> _THE TASK_
Scan the entries line by line and return those with "overlapping".

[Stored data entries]
+ + +

//! Fixed-length overlapping segmentation of one audio track
//!
//! Windows start every `segment_length - overlap` ms from 0. The last window
//! is truncated at the track end and kept only when it is at least
//! `min_segment_ms` long, unless it is the track's only window.

use crate::error::{RecognitionError, RecognitionResult};
use crate::models::{Segment, SegmentConfig};

/// Slice `[0, duration_ms)` into overlapping windows
pub fn segment(
    track_id: &str,
    duration_ms: u64,
    config: &SegmentConfig,
) -> RecognitionResult<Vec<Segment>> {
    config.validate()?;
    if duration_ms == 0 {
        return Err(RecognitionError::InvalidSegmentConfig(format!(
            "track {} has zero duration",
            track_id
        )));
    }

    let stride = config.stride_ms();
    let mut segments = Vec::with_capacity((duration_ms / stride + 1) as usize);
    let mut start = 0u64;

    while start < duration_ms {
        let end = (start + config.segment_length_ms).min(duration_ms);
        let truncated = end - start < config.segment_length_ms;

        if truncated && end - start < config.min_segment_ms && !segments.is_empty() {
            tracing::debug!(
                track_id = %track_id,
                start_ms = start,
                length_ms = end - start,
                "Dropping short final segment"
            );
            break;
        }

        segments.push(Segment {
            track_id: track_id.to_string(),
            index: segments.len(),
            start_ms: start,
            end_ms: end,
        });

        if end == duration_ms {
            break;
        }
        start += stride;
    }

    Ok(segments)
}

+ + +

> _ANSWER BELOW_
//! Fixed-length overlapping segmentation of one audio track
/// Slice `[0, duration_ms)` into overlapping windows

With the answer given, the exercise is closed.